セルフマネジメント教育を核とし、医療者、患者さん、家族がチームとなって、継続的に健康維持・増進や増悪予防に取り組む体制を作ることが、COPDとフレイルに立ち向かうための鍵となるでしょう。

まとめ

今回は、COPDとフレイル、特に「呼吸サルコペニア」と「セデンタリー行動」という2つの重要な問題点と、その対策について解説しました。

  • COPD患者さんにとって、フレイル(特に呼吸サルコペニアとセデンタリー行動)は、予後を大きく左右する深刻な併存状態です。
  • しかし、これらの問題は、早期に発見し、呼吸リハビリテーションやセルフマネジメント支援といった包括的なアプローチを行うことで、改善・予防が期待できます。
  • 呼吸筋を含めた筋力の維持・向上、そして「座りすぎ」を減らし、少しでも活動的な生活を送ることが、COPDとフレイルに負けないための大切な一歩です。

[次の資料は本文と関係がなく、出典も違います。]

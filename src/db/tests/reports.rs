use crate::db::*;
use crate::error::{Error, PersistenceError};
use crate::exporter::test_helpers::{analytics_report, esg_report, generated_at};
use crate::types::{ReportId, ReportKind, ReportPayload};
use tempfile::NamedTempFile;

#[tokio::test]
async fn test_insert_and_get_report() {
    let temp_file = NamedTempFile::new().unwrap();
    let db = Database::new(temp_file.path()).await.unwrap();

    let report = ReportPayload::Esg(esg_report());
    let id = db.insert_report(&report).await.unwrap();

    let stored = db.get_report(id).await.unwrap().unwrap();
    assert_eq!(stored.id, id);
    assert_eq!(stored.kind, ReportKind::Esg);
    assert_eq!(stored.title, "ESG & Sustainability Report - EcoFlow Energy Solutions");
    assert_eq!(stored.generated_at, generated_at());
    assert_eq!(stored.payload, report);

    db.close().await;
}

#[tokio::test]
async fn test_identical_saves_get_distinct_ids() {
    let temp_file = NamedTempFile::new().unwrap();
    let db = Database::new(temp_file.path()).await.unwrap();

    let report = ReportPayload::Analytics(analytics_report());
    let first = db.insert_report(&report).await.unwrap();
    let second = db.insert_report(&report).await.unwrap();

    assert_ne!(first, second);
    assert_eq!(db.count_reports().await.unwrap(), 2);

    db.close().await;
}

#[tokio::test]
async fn test_get_missing_report_returns_none() {
    let temp_file = NamedTempFile::new().unwrap();
    let db = Database::new(temp_file.path()).await.unwrap();

    assert!(db.get_report(ReportId(42)).await.unwrap().is_none());

    db.close().await;
}

#[tokio::test]
async fn test_list_reports_most_recent_first() {
    let temp_file = NamedTempFile::new().unwrap();
    let db = Database::new(temp_file.path()).await.unwrap();

    let analytics = db
        .insert_report(&ReportPayload::Analytics(analytics_report()))
        .await
        .unwrap();
    let esg = db
        .insert_report(&ReportPayload::Esg(esg_report()))
        .await
        .unwrap();

    let listed = db.list_reports(10, 0).await.unwrap();
    let ids: Vec<i64> = listed.iter().map(|r| r.id).collect();
    assert_eq!(ids, vec![esg.get(), analytics.get()]);
    assert_eq!(listed[0].kind, "esg");
    assert_eq!(listed[1].title, "Advanced Analytics Report");

    let page = db.list_reports(1, 1).await.unwrap();
    assert_eq!(page.len(), 1);
    assert_eq!(page[0].id, analytics.get());

    db.close().await;
}

#[tokio::test]
async fn test_corrupt_payload_is_a_persistence_error() {
    let temp_file = NamedTempFile::new().unwrap();
    let db = Database::new(temp_file.path()).await.unwrap();

    sqlx::query(
        "INSERT INTO reports (kind, title, payload, generated_at, saved_at) VALUES ('esg', 't', '{', 0, 0)",
    )
    .execute(db.pool())
    .await
    .unwrap();

    let err = db.get_report(ReportId(1)).await.unwrap_err();
    assert_eq!(err.error_code(), "persistence_error");

    db.close().await;
}

/// Verify that saving after closing the pool returns an error
/// rather than hanging or panicking.
#[tokio::test]
async fn test_insert_after_pool_close_returns_error() {
    let temp_file = NamedTempFile::new().unwrap();
    let db = Database::new(temp_file.path()).await.unwrap();

    db.pool().close().await;

    let result = db
        .insert_report(&ReportPayload::Analytics(analytics_report()))
        .await;
    assert!(
        result.is_err(),
        "insert_report after pool close should return an error, got: {:?}",
        result
    );
}

#[tokio::test]
async fn test_out_of_range_timestamp_is_a_corrupt_record() {
    let temp_file = NamedTempFile::new().unwrap();
    let db = Database::new(temp_file.path()).await.unwrap();

    let id = db
        .insert_report(&ReportPayload::Analytics(analytics_report()))
        .await
        .unwrap();
    sqlx::query("UPDATE reports SET saved_at = ? WHERE id = ?")
        .bind(i64::MAX)
        .bind(id.get())
        .execute(db.pool())
        .await
        .unwrap();

    let err = db.get_report(id).await.unwrap_err();
    assert!(matches!(
        err,
        Error::Persistence(PersistenceError::CorruptRecord { id: row, .. }) if row == id.get()
    ));

    db.close().await;
}

#[tokio::test]
async fn test_kind_column_must_match_payload() {
    let temp_file = NamedTempFile::new().unwrap();
    let db = Database::new(temp_file.path()).await.unwrap();

    let id = db
        .insert_report(&ReportPayload::Esg(esg_report()))
        .await
        .unwrap();
    sqlx::query("UPDATE reports SET kind = 'analytics' WHERE id = ?")
        .bind(id.get())
        .execute(db.pool())
        .await
        .unwrap();

    let err = db.get_report(id).await.unwrap_err();
    assert_eq!(err.error_code(), "persistence_error");
    assert!(err.to_string().contains("does not match the esg payload"));

    db.close().await;
}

息切れや体力の低下を感じているCOPD患者さんは、決して諦めずに、まずは主治医の先生や理学療法士などの専門家に相談してみてください。あなたに合った対策がきっと見つかるはずです。


参考文献:

植木純, 野村菜摘. 慢性呼吸器疾患のフレイル. Jpn J Rehabil Med. 2023;60:880-884.


健康・医学関連情報の注意喚起:

本記事は、COPDとフレイルに関する一般的な情報提供を目的としたものであり、特定の医学的アドバイスを提供するものではありません。 COPDやその他の疾患の診断や治療、リハビリテーションについては、必ず医療従事者にご相談ください。